I need to explain to them why they need a _second_ monthly newsletter vendor
subscription? One that serves no purpose to their marketing team and was
totally _free_ until recently.

Plus I get the honor of having to justify why I made this choice in the first
place. Or have to deal with scrambling to evaluate and migrate to a new vendor
in less than 2 months, probably out of pocket too.

I purposely pointed the client to Mandrill because it was backed by Mailchimp
and therefore less likely to fail than a startup.

I trust in a new product from an established company, and a year later come up
looking foolish to my client. This isn't the first time Mailchimp has pulled
the rug out from under me in front of a client. Not making the same mistake
again. You're dead to me Mailchimp. Dead to me.

------
tomschlick
At work we have built an email delivery platform on top of Mandrill for
marketing/transactional emails. We have many clients that signed up for their
own accounts and give us api tokens to send on their behalf.

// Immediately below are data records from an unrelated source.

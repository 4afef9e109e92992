use std::fmt;

use serde::{Deserialize, Serialize};
use uuid::Uuid;

use crate::guidance::{ContentFormat, Tone};

/// One narrative unit of the script.
#[derive(Debug, Clone, PartialEq, Serialize, Deserialize)]
pub struct EmotionalBeat {
    /// Exact slice of the validated script.
    pub excerpt: String,
    /// Byte offset of `excerpt` inside the script.
    pub offset: usize,
    /// `MM:SS` position hint.
    pub timestamp: String,
    pub tone: Tone,
    /// Short scene idea proposed by the completion service.
    #[serde(default, skip_serializing_if = "Option::is_none")]
    pub visual_hint: Option<String>,
}

#[derive(Debug, Clone, PartialEq)]
pub struct Scene {
    pub beat: EmotionalBeat,
    /// Literal on-screen subject the description is built around.
    pub subject: String,
    pub description: String,
    pub prompt: String,
    pub duration: u32,
    pub aspect_ratio: String,
    pub format: ContentFormat,
}

#[derive(Debug, Clone, Copy, PartialEq, Eq, Serialize, Deserialize)]
#[serde(rename_all = "kebab-case")]
pub enum RecommendedPath {
    AiGenerate,
    StockSearch,
}

impl RecommendedPath {
    pub fn as_str(&self) -> &'static str {
        match self {
            RecommendedPath::AiGenerate => "ai-generate",
            RecommendedPath::StockSearch => "stock-search",
        }
    }
}

impl fmt::Display for RecommendedPath {
    fn fmt(&self, f: &mut fmt::Formatter<'_>) -> fmt::Result {
        f.write_str(self.as_str())
    }
}

#[derive(Debug, Clone, PartialEq)]
pub struct FeasibilityAssessment {
    pub confidence: f64,
    pub path: RecommendedPath,
    /// Present only when `path` is `StockSearch`.
    pub search_instruction: Option<String>,
}

/// Flat export row. Every field is always populated.
#[derive(Debug, Clone, PartialEq, Serialize, Deserialize)]
pub struct SceneRecord {
    pub sequence: usize,
    pub timestamp: String,
    pub insert_after: String,
    pub tone: Tone,
    pub format: ContentFormat,
    pub description: String,
    pub prompt: String,
    pub duration: u32,
    pub aspect_ratio: String,
    pub confidence_score: f64,
    pub recommended_path: RecommendedPath,
    /// Empty when the scene is recommended for AI generation.
    pub search_instruction: String,
}

impl SceneRecord {
    pub const COLUMNS: [&'static str; 12] = [
        "sequence",
        "timestamp",
        "insert_after",
        "tone",
        "format",
        "description",
        "prompt",
        "duration",
        "aspect_ratio",
        "confidence_score",
        "recommended_path",
        "search_instruction",
    ];

    /// Cell values in `COLUMNS` order.
    pub fn cells(&self) -> [String; 12] {
        [
            self.sequence.to_string(),
            self.timestamp.clone(),
            self.insert_after.clone(),
            self.tone.to_string(),
            self.format.to_string(),
            self.description.clone(),
            self.prompt.clone(),
            self.duration.to_string(),
            self.aspect_ratio.clone(),
            self.confidence_score.to_string(),
            self.recommended_path.to_string(),
            self.search_instruction.clone(),
        ]
    }
}

#[derive(Debug, Clone, Serialize, Deserialize)]
pub struct AnalysisReport {
    pub analysis_id: Uuid,
    pub tone: Tone,
    pub format: ContentFormat,
    pub beats_returned: usize,
    pub beats_dropped: usize,
    pub scenes: Vec<SceneRecord>,
}

impl AnalysisReport {
    pub fn ai_generate_count(&self) -> usize {
        self.scenes
            .iter()
            .filter(|s| s.recommended_path == RecommendedPath::AiGenerate)
            .count()
    }
}
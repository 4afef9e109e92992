//! Decides whether a scene should be generated by an AI video tool or found
//! as stock footage.

use std::{collections::HashSet, sync::Arc};

use crate::types::{FeasibilityAssessment, RecommendedPath, Scene};

/// Confidence when the subject carries no recognisable signal.
pub const LOW_SIGNAL_CONFIDENCE: f64 = 0.3;

const BASE_CONFIDENCE_PCT: i64 = 55;
const LONG_SUBJECT_WORDS: usize = 20;
const MAX_SEARCH_KEYWORDS: usize = 6;

const CONCRETE_NOUNS: &[&str] = &[
    "person", "man", "woman", "girl", "boy", "child", "kid", "baby", "face", "eyes", "tears",
    "hand", "hands", "smile", "dog", "cat", "car", "phone", "laptop", "computer", "desk",
    "coffee", "mug", "cup", "kitchen", "apartment", "house", "home", "room", "door", "window",
    "bed", "street", "city", "road", "beach", "ocean", "sea", "sky", "sun", "sunrise", "sunset",
    "forest", "tree", "mountain", "park", "office", "gym", "shoes", "bottle", "product", "box",
    "package", "wallet", "keys", "book", "camera", "bike", "train", "plane", "rain", "snow",
    "food", "plate", "table", "chair", "mirror", "couch", "garden", "customer", "runner",
];

const ACTION_VERBS: &[&str] = &[
    "walks", "walk", "walking", "runs", "run", "running", "holds", "holding", "opens", "opening",
    "smiles", "smiling", "laughs", "laughing", "cries", "crying", "pours", "pouring", "drinks",
    "drinking", "eats", "eating", "types", "typing", "looks", "looking", "sits", "sitting",
    "stands", "standing", "jumps", "jumping", "hugs", "hugging", "drives", "driving", "reads",
    "reading", "unboxes", "unboxing", "enters", "waves", "dances", "dancing", "cooks", "cooking",
    "sleeps", "wakes", "stretches", "scrolls", "scrolling", "frustrated", "rings",
];

const ABSTRACT_TERMS: &[&str] = &[
    "success", "freedom", "idea", "ideas", "concept", "future", "value", "growth", "potential",
    "opportunity", "strategy", "innovation", "mindset", "journey", "transformation", "solution",
    "results", "productivity", "wealth", "abundance", "purpose", "vision", "possibility",
    "change", "life", "time",
];

const MULTI_SUBJECT_TERMS: &[&str] = &[
    "crowd", "people", "team", "group", "everyone", "audience", "customers", "families",
    "friends", "together", "multiple", "several", "montage", "collage", "split", "comparison",
];

const TEXT_HEAVY_TERMS: &[&str] = &[
    "text", "words", "headline", "caption", "chart", "graph", "statistics", "stats", "percent",
    "numbers", "logo", "sign", "label", "list", "document", "spreadsheet", "screenshot",
    "dashboard", "website", "app", "countdown", "timer", "price",
];

const STOP_WORDS: &[&str] = &[
    "a", "an", "the", "and", "or", "but", "of", "in", "on", "at", "to", "into", "with", "for",
    "from", "by", "her", "his", "their", "its", "our", "your", "my", "she", "he", "they", "we",
    "you", "i", "it", "is", "are", "was", "be", "this", "that", "as", "up", "out",
];

/// Scoring policy behind [`FeasibilityScorer`]. Implementations must return
/// a value in `[0.0, 1.0]`; the scorer clamps anyway.
pub trait FeasibilityPolicy: Send + Sync {
    fn confidence(&self, scene: &Scene) -> f64;
}

/// Default policy: keyword signals over the scene subject.
///
/// Concrete nouns and literal actions raise confidence, abstract, multi-subject
/// and text-heavy terms lower it. Guidance text is ignored since it is the
/// same for every scene of a tone.
#[derive(Debug, Default, Clone, Copy)]
pub struct KeywordPolicy;

#[derive(Debug, Default, PartialEq, Eq)]
struct Signals {
    concrete: usize,
    actions: usize,
    abstract_terms: usize,
    multi_subject: usize,
    text_heavy: usize,
}

impl Signals {
    fn of(words: &[String]) -> Self {
        let mut signals = Signals::default();
        for word in words {
            let word = word.as_str();
            if CONCRETE_NOUNS.contains(&word) {
                signals.concrete += 1;
            }
            if ACTION_VERBS.contains(&word) {
                signals.actions += 1;
            }
            if ABSTRACT_TERMS.contains(&word) {
                signals.abstract_terms += 1;
            }
            if MULTI_SUBJECT_TERMS.contains(&word) {
                signals.multi_subject += 1;
            }
            if TEXT_HEAVY_TERMS.contains(&word) {
                signals.text_heavy += 1;
            }
        }
        signals
    }

    fn is_empty(&self) -> bool {
        *self == Signals::default()
    }
}

impl FeasibilityPolicy for KeywordPolicy {
    fn confidence(&self, scene: &Scene) -> f64 {
        let words = words_of(&scene.subject);
        let signals = Signals::of(&words);
        if signals.is_empty() {
            return LOW_SIGNAL_CONFIDENCE;
        }

        // Hundredths, so weights summing to a threshold land on it exactly.
        let mut score = BASE_CONFIDENCE_PCT
            + 10 * signals.concrete.min(3) as i64
            + 10 * signals.actions.min(2) as i64
            - 15 * signals.abstract_terms as i64
            - 15 * signals.multi_subject as i64
            - 20 * signals.text_heavy as i64;
        if words.len() > LONG_SUBJECT_WORDS {
            score -= 10;
        }

        score.clamp(0, 100) as f64 / 100.0
    }
}

#[derive(Clone)]
pub struct FeasibilityScorer {
    threshold: f64,
    policy: Arc<dyn FeasibilityPolicy>,
}

impl FeasibilityScorer {
    pub fn new(threshold: f64) -> Self {
        Self::with_policy(threshold, Arc::new(KeywordPolicy))
    }

    pub fn with_policy(threshold: f64, policy: Arc<dyn FeasibilityPolicy>) -> Self {
        Self { threshold, policy }
    }

    pub fn threshold(&self) -> f64 {
        self.threshold
    }

    pub fn score(&self, scene: &Scene) -> FeasibilityAssessment {
        let raw = self.policy.confidence(scene);
        let confidence = if raw.is_finite() {
            raw.clamp(0.0, 1.0)
        } else {
            LOW_SIGNAL_CONFIDENCE
        };

        if confidence >= self.threshold {
            FeasibilityAssessment {
                confidence,
                path: RecommendedPath::AiGenerate,
                search_instruction: None,
            }
        } else {
            FeasibilityAssessment {
                confidence,
                path: RecommendedPath::StockSearch,
                search_instruction: Some(search_instruction(scene)),
            }
        }
    }
}

/// `Search for: <keywords> footage, <tone> mood`
pub fn search_instruction(scene: &Scene) -> String {
    let mut seen = HashSet::new();
    let keywords: Vec<String> = words_of(&scene.subject)
        .into_iter()
        .filter(|w| !STOP_WORDS.contains(&w.as_str()))
        .filter(|w| seen.insert(w.clone()))
        .take(MAX_SEARCH_KEYWORDS)
        .collect();

    let keywords = if keywords.is_empty() {
        scene.beat.tone.to_string()
    } else {
        keywords.join(" ")
    };
    format!("Search for: {} footage, {} mood", keywords, scene.beat.tone)
}

fn words_of(text: &str) -> Vec<String> {
    text.split(|c: char| !c.is_alphanumeric() && c != '\'')
        .filter(|w| !w.is_empty())
        .map(str::to_lowercase)
        .collect()
}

This is going to suck. Not only are they doing this but now we only have 45
days to migrate those customers to mailchimp accounts they neither want nor
need and we don't get to see the headaches there until March 15th. What the
actual fuck?!?

------
losvedir
Wait, so is there more detailed pricing information somewhere? I'm trying to
figure out how this will affect us.

What does a "a paid monthly MailChimp account" mean? The cheapest such plan
seems to be +$20/mo, so that's not so bad. Effectively just a small price
bump.

However, the MailChimp plans are confusing. Does every transactional recipient
need to be a "subscriber"? If that's the case, then we're looking at more than
a +$1000/mo increase! An order of magnitude more than we're paying for
Mandrill now!

Edit: Just saw I missed this from the post - "Our billing and pricing model is
also changing ... Mandrill credits will be sold in blocks of 25,000 emails.
Blocks will start at $20 per month." So the transactional pricing seems to be
increasing about 4x as well.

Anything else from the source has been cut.